Herein we report 5 new cases with multiple pathogenic germline mutations in rare inherited cancer syndrome genes. Three involve the combination of mutations in FLCN with NF1, TP53, and MSH2, respectively, 1 in MLH1 and XPA, and the fifth in NF1 and BRCA2. In addition, we reviewed the published literature to identify other cases and provide a summary of the published experience to date. We suggest that this phenomenon will be increasingly recognized and careful descriptions of such cases will inform the treatment of similar patients.
The identification of a constitutional deleterious variant at more than 1 locus associated with inherited neoplasia has substantial potential implications for cancer risks, but these are not readily predictable.
We propose the term multilocus inherited neoplasia alleles syndrome (MINAS) to describe such cases, which are expected to become more frequently reported with increased clinical application of next-generation sequencing.
Five new MINAS cases are described, and a systematic literature review was undertaken, revealing 82 reported cases involving 17 genes.
Deleterious variants appeared to act independently in many cases, although no consistent effect was observed.
To facilitate accurate information as to the effect of particular deleterious variant combinations, cases have been uploaded to a public database (phenotypic term “MINAS”) and further cases are invited.
Written informed consent was obtained for all case reports described herein.
A 39-year-old man presented with testicular seminoma, and a routine abdominal scan 4 years later revealed a pheochromocytoma.
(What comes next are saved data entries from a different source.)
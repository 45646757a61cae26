//! # Example: quota
//!
//! A controller wants 500 children but the project quota only allows a random
//! number of them. Slow start finds out after a few dozen requests instead of
//! sending all 500.
//!
//! ## Flow
//! ```text
//! slow_start(500, start)
//!   ├─► start(1, 0)   → 0 failures
//!   ├─► start(2, 1)   → 0 failures
//!   ├─► start(4, 3)   → 0 failures
//!   ├─► ...
//!   └─► start(n, pos) → k > 0 failures → stop, skipped = 500 - n - pos
//! ```
//!
//! ## Run
//! ```bash
//! cargo run --example quota
//! ```

use rand::Rng;
use slowstart::slow_start;

fn main() {
    let quota: usize = rand::rng().random_range(1..=500);
    let mut created = 0usize;
    let mut requests = 0usize;

    println!("[main] quota={quota}");

    let skipped = slow_start(500, |batch_size, pos| {
        requests += batch_size;
        let ok = batch_size.min(quota - created);
        created += ok;
        let failed = batch_size - ok;
        println!("[batch] size={batch_size} pos={pos} failed={failed}");
        failed
    });

    println!("[main] created={created} requests={requests} skipped={skipped}");
}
Following his seminoma diagnosis, he also developed a pneumothorax and went on to have 6 further occurrences. At age 55 years he complained of abdominal/back pain, and a computed tomographic scan revealed bilateral renal masses that were demonstrated to be renal cell carcinomas (RCCs) following removal. Reinvestigation following further episodes of abdominal pain identified 2 gastrointestinal stromal tumors (GISTs). At age 56 years, a computed tomographic lung scan (to investigate a pneumothorax) revealed a malignant peripheral nerve sheath tumor (MPNT). Skin examination revealed multiple skin neurofibromas, 2 café-au-lait patches, and axillary freckling but no fibrofolliculomas. A clinical diagnosis of neurofibromatosis type 1 (NF1) was made, and although this was considered to be the cause of his MPNT and possibly pheochromocytoma and GIST, the history of renal cancers and recurrent pneumothorax were considered unrelated.
Next-generation sequencing of 94 inherited cancer genes was performed using the Illumina TruSight cancer panel.23 A previously reported splice site mutation in FLCN (c.1062 + 2T>G)24,25 and a nonsense mutation in NF1 (c.1381C>T p.[Arg461*]) were detected and confirmed by means of Sanger sequencing. FLCN mutations cause Birt-Hogg-Dube (BHD) syndrome, a rare condition in which affected individuals are predisposed to RCC, pulmonary cysts and pneumothoraces, and fibrofolliculomas. A first-degree relative had also received a diagnosis of bilateral chromophobe RCCs at age 45 years and was found to have facial fibrofolliculomas but did not undergo genetic testing. Presence of the FLCN mutation was demonstrated in a further first- and second-degree relative, but both were asymptomatic with normal renal scan results. It was also identified in a second-degree relative with numerous fibrofolliculomas and a history of recurrent pneumothorax (2 occurrences). An obligate carrier in the family had pancreatic adenocarcinoma but was not known to have features of BHD syndrome during life, although autopsy revealed bilateral renal oncocytomas. There was no known family history of NF1.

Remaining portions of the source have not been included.